Touré is an immigrant from the city of Cananea, in northern Mexico. She never really thought about coming to the United States until she met her husband, an immigrant from Guinea, Africa, who was in Mexico on a scholarship and working there as an architect.

She met her husband in Mexico City during the 1980s and married there in 1989. The same year, her husband decided to come to New York and Maribel followed him a year later. They made their new home in Queens. Life in New York City at that time especially for a bi-racial immigrant couple was not easy. But little by little opportunities emerged and they were more than ready to face the challenges.

Meanwhile, Touré focused on working, learning English and later on her career. She took jobs as a library page, a secretary, a cashier and an EMT until she was ready to complete the process of revalidating her degrees in biochemistry and radiology. She was then prepared to take the necessary exams to obtain U.S. certification in her field.

Now, with two children in tow, Touré and her husband decided it was time to move to a bigger place. They started to look for apartments in Queens, but along the way they faced discrimination.


“As a bi-racial couple you found a lot of resistance in good neighborhoods because you already know how it’s racist and segregated. We finally said OK we are not going to be able to get anything, we just need to get a house,” Touré said.

When their family grew to four kids, including a set of twins, they bought a home in Hempstead and registered their children in the Hempstead School District.

Touré said she has always been involved in the children’s school as an active mother, going on field trips with her kids and participating in activities and events. “I wanted them just to know that I cared about my kids and that they can count on me,” she said.

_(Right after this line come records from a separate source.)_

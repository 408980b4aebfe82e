//! jacques-hook: the CLI invoked directly by the assistant's lifecycle
//! hooks. Translates one hook invocation into a WS producer event and
//! forwards it to the WS Hub (spec §4.8); never blocks the assistant for
//! more than a connect-and-send round trip.

mod daemon_client;
mod handle;

use clap::{Parser, Subcommand};

#[derive(Parser)]
#[command(name = "jacques-hook")]
#[command(about = "jacques session-state hook handler")]
#[command(version)]
struct Cli {
    #[command(subcommand)]
    command: Commands,
}

#[derive(Subcommand)]
enum Commands {
    /// Handle one hook event, read as JSON from stdin.
    Handle,
}

#[tokio::main]
async fn main() {
    tracing_subscriber::fmt()
        .with_env_filter(tracing_subscriber::EnvFilter::from_default_env())
        .init();

    let cli = Cli::parse();

    let result = match cli.command {
        Commands::Handle => handle::run().await,
    };

    if let Err(err) = result {
        tracing::warn!(error = %err, "jacques-hook failed");
        std::process::exit(1);
    }
}
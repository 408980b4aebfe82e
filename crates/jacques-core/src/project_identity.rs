//! Git worktree/common-dir resolution, filling a Session's nullable
//! `git_branch` / `git_worktree` / `git_repo_root` fields and giving every
//! worktree of the same repository a stable project identity.

use std::path::{Path, PathBuf};
use std::process::Command;

use sha2::{Digest, Sha256};

use crate::boundaries::find_project_boundary;

#[derive(Debug, Clone, PartialEq, Eq)]
pub struct ProjectIdentity {
    pub project_path: String,
    pub project_id: String,
}

#[derive(Debug, Clone)]
struct GitInfo {
    worktree_root: PathBuf,
    repo_root: PathBuf,
    common_dir: PathBuf,
    is_worktree: bool,
}

pub fn resolve_project_identity(path: &str) -> Option<ProjectIdentity> {
    let boundary = find_project_boundary(path)?;
    let boundary_path = PathBuf::from(&boundary.path);
    let git_info = resolve_git_info(&boundary_path);

    let canonical_boundary = git_info
        .as_ref()
        .map(|info| canonicalize_worktree_path(&boundary_path, info))
        .unwrap_or_else(|| boundary_path.clone());

    let project_id_path = git_info
        .as_ref()
        .map(|info| info.common_dir.clone())
        .unwrap_or_else(|| canonical_boundary.clone());

    Some(ProjectIdentity {
        project_path: path_to_string(&canonical_boundary),
        project_id: path_to_string(&project_id_path),
    })
}

/// Stable hash identifying a project workspace regardless of which worktree
/// it was entered from. Uses SHA-256 rather than the checksum the teacher
/// reaches for elsewhere, matching the hashing algorithm the spec names
/// explicitly for catalog content hashes (§4.7).
pub fn workspace_id(project_id: &str, project_path: &str) -> String {
    let project_id = canonicalize_path(Path::new(project_id));
    let project_path = canonicalize_path(Path::new(project_path));
    let relative = workspace_relative_path(&project_id, &project_path);
    let source = format!("{}|{}", project_id.to_string_lossy(), relative);
    #[cfg(target_os = "macos")]
    let source = source.to_lowercase();
    let digest = Sha256::digest(source.as_bytes());
    format!("{:x}", digest)
}

fn workspace_relative_path(project_id: &Path, project_path: &Path) -> String {
    let repo_root = repo_root_from_project_id(project_id);
    if let Some(repo_root) = repo_root {
        if let Ok(relative) = project_path.strip_prefix(&repo_root) {
            return relative.to_string_lossy().to_string();
        }
    }
    project_path.to_string_lossy().to_string()
}

fn repo_root_from_project_id(project_id: &Path) -> Option<PathBuf> {
    if project_id.file_name().and_then(|name| name.to_str()) == Some(".git") {
        return project_id.parent().map(|p| p.to_path_buf());
    }
    None
}

fn resolve_git_info(path: &Path) -> Option<GitInfo> {
    let start = if path.is_dir() {
        path.to_path_buf()
    } else {
        path.parent()?.to_path_buf()
    };

    let mut current = Some(start);
    while let Some(dir) = current {
        let git_entry = dir.join(".git");
        if git_entry.exists() {
            if git_entry.is_dir() {
                let repo_root = canonicalize_path(&dir);
                let common_dir = canonicalize_path(&git_entry);
                return Some(GitInfo {
                    worktree_root: repo_root.clone(),
                    repo_root,
                    common_dir,
                    is_worktree: false,
                });
            }

            let git_dir = parse_gitdir(&git_entry, &dir)?;
            if let Some(common_dir) = parse_commondir(&git_dir) {
                let repo_root = common_dir.parent().unwrap_or(&dir).to_path_buf();
                return Some(GitInfo {
                    worktree_root: canonicalize_path(&dir),
                    repo_root: canonicalize_path(&repo_root),
                    common_dir: canonicalize_path(&common_dir),
                    is_worktree: true,
                });
            }

            return Some(GitInfo {
                worktree_root: canonicalize_path(&dir),
                repo_root: canonicalize_path(&dir),
                common_dir: canonicalize_path(&git_dir),
                is_worktree: false,
            });
        }

        let parent = dir.parent().map(|p| p.to_path_buf());
        if parent.as_ref() == Some(&dir) {
            break;
        }
        current = parent;
    }

    None
}

fn parse_gitdir(git_file: &Path, worktree_root: &Path) -> Option<PathBuf> {
    let contents = std::fs::read_to_string(git_file).ok()?;
    let line = contents
        .lines()
        .find(|line| line.to_ascii_lowercase().starts_with("gitdir:"))?;
    let raw = line.get("gitdir:".len()..)?.trim();
    if raw.is_empty() {
        return None;
    }

    Some(resolve_git_path(worktree_root, raw))
}

fn parse_commondir(git_dir: &Path) -> Option<PathBuf> {
    let commondir_path = git_dir.join("commondir");
    if !commondir_path.exists() {
        return None;
    }
    let contents = std::fs::read_to_string(commondir_path).ok()?;
    let raw = contents.trim();
    if raw.is_empty() {
        return None;
    }
    Some(resolve_git_path(git_dir, raw))
}

fn resolve_git_path(base: &Path, raw: &str) -> PathBuf {
    let path = Path::new(raw);
    if path.is_absolute() {
        canonicalize_path(path)
    } else {
        canonicalize_path(&base.join(path))
    }
}

fn canonicalize_worktree_path(path: &Path, git_info: &GitInfo) -> PathBuf {
    if !git_info.is_worktree {
        return canonicalize_path(path);
    }

    let normalized_path = canonicalize_path(path);
    let worktree_root = canonicalize_path(&git_info.worktree_root);
    if let Ok(relative) = normalized_path.strip_prefix(&worktree_root) {
        return git_info.repo_root.join(relative);
    }
    normalized_path
}

/// Reads the branch name a worktree currently has checked out, if any.
pub fn current_branch(repo_path: &str) -> Option<String> {
    let head_path = Path::new(repo_path).join(".git").join("HEAD");
    let head_path = if head_path.exists() {
        head_path
    } else {
        // Worktree: .git is a file pointing at the real gitdir's HEAD.
        let git_dir = parse_gitdir(&Path::new(repo_path).join(".git"), Path::new(repo_path))?;
        git_dir.join("HEAD")
    };
    let contents = std::fs::read_to_string(head_path).ok()?;
    let line = contents.trim();
    line.strip_prefix("ref: refs/heads/")
        .map(|branch| branch.to_string())
}

fn canonicalize_path(path: &Path) -> PathBuf {
    std::fs::canonicalize(path).unwrap_or_else(|_| path.to_path_buf())
}

fn path_to_string(path: &Path) -> String {
    path.to_string_lossy().to_string()
}

// ─────────────────────────────────────────────────────────────────────────
// Worktree management (spec §4.11 control messages)
// ─────────────────────────────────────────────────────────────────────────

#[derive(Debug, Clone, PartialEq, Eq)]
pub struct Worktree {
    pub path: String,
    pub branch: Option<String>,
    pub is_main: bool,
}

fn parse_worktree_porcelain(text: &str) -> Vec<Worktree> {
    let mut worktrees = Vec::new();
    let mut current_path: Option<String> = None;
    let mut current_branch: Option<String> = None;

    let mut flush = |path: &mut Option<String>, branch: &mut Option<String>, out: &mut Vec<Worktree>| {
        if let Some(p) = path.take() {
            out.push(Worktree {
                path: p,
                branch: branch.take(),
                is_main: false,
            });
        }
    };

    for line in text.lines() {
        if let Some(path) = line.strip_prefix("worktree ") {
            flush(&mut current_path, &mut current_branch, &mut worktrees);
            current_path = Some(path.to_string());
        } else if let Some(branch) = line.strip_prefix("branch ") {
            current_branch = Some(
                branch
                    .strip_prefix("refs/heads/")
                    .map(str::to_string)
                    .unwrap_or_else(|| branch.to_string()),
            );
        } else if line.is_empty() {
            flush(&mut current_path, &mut current_branch, &mut worktrees);
        }
    }
    flush(&mut current_path, &mut current_branch, &mut worktrees);

    if let Some(first) = worktrees.first_mut() {
        first.is_main = true;
    }
    worktrees
}

/// Lists every worktree of the repository containing `project_path`, the
/// first entry (git always lists the main worktree first) marked `is_main`.
pub fn list_worktrees(project_path: &str) -> Result<Vec<Worktree>, String> {
    let output = Command::new("git")
        .arg("-C")
        .arg(project_path)
        .args(["worktree", "list", "--porcelain"])
        .output()
        .map_err(|err| err.to_string())?;

    if !output.status.success() {
        return Err(String::from_utf8_lossy(&output.stderr).to_string());
    }

    Ok(parse_worktree_porcelain(&String::from_utf8_lossy(&output.stdout)))
}

/// Creates a new worktree under `<project_path>/.worktrees/<branch>`,
/// creating `branch` if it doesn't already exist.
pub fn create_worktree(project_path: &str, branch: &str) -> Result<Worktree, String> {
    let worktree_path = Path::new(project_path).join(".worktrees").join(branch);

    let output = Command::new("git")
        .arg("-C")
        .arg(project_path)
        .args(["worktree", "add", "-B", branch])
        .arg(&worktree_path)
        .output()
        .map_err(|err| err.to_string())?;

    if !output.status.success() {
        return Err(String::from_utf8_lossy(&output.stderr).to_string());
    }

    Ok(Worktree {
        path: path_to_string(&worktree_path),
        branch: Some(branch.to_string()),
        is_main: false,
    })
}

pub fn remove_worktree(project_path: &str, worktree_path: &str) -> Result<(), String> {
    let output = Command::new("git")
        .arg("-C")
        .arg(project_path)
        .args(["worktree", "remove", "--force", worktree_path])
        .output()
        .map_err(|err| err.to_string())?;

    if !output.status.success() {
        return Err(String::from_utf8_lossy(&output.stderr).to_string());
    }

    Ok(())
}

#[cfg(test)]
mod tests {
    use super::*;

    #[test]
    fn parses_porcelain_worktree_list_and_marks_first_as_main() {
        let text = "worktree /repo\nHEAD abc123\nbranch refs/heads/main\n\n\
            worktree /repo/.worktrees/feat\nHEAD def456\nbranch refs/heads/feat\n\n";

        let worktrees = parse_worktree_porcelain(text);
        assert_eq!(worktrees.len(), 2);
        assert_eq!(worktrees[0].path, "/repo");
        assert_eq!(worktrees[0].branch.as_deref(), Some("main"));
        assert!(worktrees[0].is_main);
        assert_eq!(worktrees[1].path, "/repo/.worktrees/feat");
        assert_eq!(worktrees[1].branch.as_deref(), Some("feat"));
        assert!(!worktrees[1].is_main);
    }

    #[test]
    fn parses_detached_worktree_without_branch_line() {
        let text = "worktree /repo\nHEAD abc123\ndetached\n\n";
        let worktrees = parse_worktree_porcelain(text);
        assert_eq!(worktrees.len(), 1);
        assert_eq!(worktrees[0].branch, None);
    }

    #[test]
    fn workspace_id_is_stable_across_worktrees() {
        let temp_dir = tempfile::tempdir().expect("temp dir");
        let repo_root = temp_dir.path().join("assistant-ui");
        let repo_git = repo_root.join(".git");
        let docs_dir = repo_root.join("apps").join("docs");
        let src_dir = docs_dir.join("src");

        std::fs::create_dir_all(&src_dir).expect("create repo dirs");
        std::fs::create_dir_all(&repo_git).expect("create git dir");
        std::fs::write(docs_dir.join("package.json"), "{}").expect("package marker");
        std::fs::write(src_dir.join("index.ts"), "export {}").expect("file");

        let worktree_root = temp_dir.path().join("assistant-ui-wt");
        let worktree_docs = worktree_root.join("apps").join("docs");
        std::fs::create_dir_all(worktree_docs.join("src")).expect("create worktree dirs");
        std::fs::write(worktree_docs.join("package.json"), "{}").expect("package marker");
        std::fs::write(worktree_docs.join("src").join("index.ts"), "export {}").expect("file");

        let worktree_gitdir = repo_git.join("worktrees").join("feat-docs");
        std::fs::create_dir_all(&worktree_gitdir).expect("create gitdir");
        std::fs::write(worktree_gitdir.join("commondir"), "../..").expect("commondir");
        std::fs::write(
            worktree_root.join(".git"),
            format!("gitdir: {}\n", worktree_gitdir.to_string_lossy()),
        )
        .expect("git file");

        let repo_identity =
            resolve_project_identity(src_dir.join("index.ts").to_string_lossy().as_ref())
                .expect("repo identity");
        let worktree_identity = resolve_project_identity(
            worktree_docs
                .join("src")
                .join("index.ts")
                .to_string_lossy()
                .as_ref(),
        )
        .expect("worktree identity");

        assert_eq!(repo_identity.project_id, worktree_identity.project_id);
        assert_eq!(repo_identity.project_path, worktree_identity.project_path);

        let repo_workspace = workspace_id(&repo_identity.project_id, &repo_identity.project_path);
        let worktree_workspace = workspace_id(
            &worktree_identity.project_id,
            &worktree_identity.project_path,
        );

        assert_eq!(repo_workspace, worktree_workspace);
    }

    #[test]
    fn gitfile_without_commondir_is_not_treated_as_worktree() {
        let temp_dir = tempfile::tempdir().expect("temp dir");
        let repo_root = temp_dir.path().join("super-repo");
        let repo_gitdir = repo_root.join(".git").join("modules").join("submodule");
        let submodule_root = repo_root.join("submodule");
        let src_dir = submodule_root.join("src");

        std::fs::create_dir_all(&repo_gitdir).expect("create gitdir");
        std::fs::create_dir_all(&src_dir).expect("create submodule src dir");
        std::fs::write(submodule_root.join("package.json"), "{}").expect("package marker");
        std::fs::write(src_dir.join("index.ts"), "export {}").expect("file");
        std::fs::write(
            submodule_root.join(".git"),
            format!("gitdir: {}\n", repo_gitdir.to_string_lossy()),
        )
        .expect("git file");

        let identity =
            resolve_project_identity(src_dir.join("index.ts").to_string_lossy().as_ref())
                .expect("identity");

        let expected_root = canonicalize_path(&submodule_root)
            .to_string_lossy()
            .to_string();
        assert_eq!(identity.project_path, expected_root);
    }
}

She became the secretary of the PTA in the elementary school. This experience allowed her to see some of the irregularities in the system. “The problems didn’t start in the schools, it starts with the administration so I start attending the board meetings,” Touré explained. She also realized that the school board was ignoring parents who didn’t speak English, and complained about it every chance she had.

Touré also became involved in New York Communities for Change (NYCC), an organization located in Hempstead that empowers low-income communities to impact the political and economic policies that directly affect them.

Touré began to organize around the issue of education in Hempstead. She and members of NYCC exposed the Hempstead school board’s improprieties and realized the district’s problems were the result of a dysfunctional board of education. That’s when she decided to run for the school board with support from NYCC.


The changes that Touré hopes the school board will be able to institute are to increase transparency, scrutinize the budget to eliminate waste, reform corrupt practices and to launch a search for a new superintendent.

Touré is very proud of what she has accomplished with her family and in the community. That’s why she believes that integration between immigrants and long-term residents is important to bring about positive change.

When I asked Touré what the word immigrant means to her, she replied very simply: “A person moving from one place to the other. We still have the same heart; we’re just as smart as anybody else and we care like everybody else.”

For Touré, life is too short to spend time fighting with each other. “It’s much easier to live in harmony,” she said.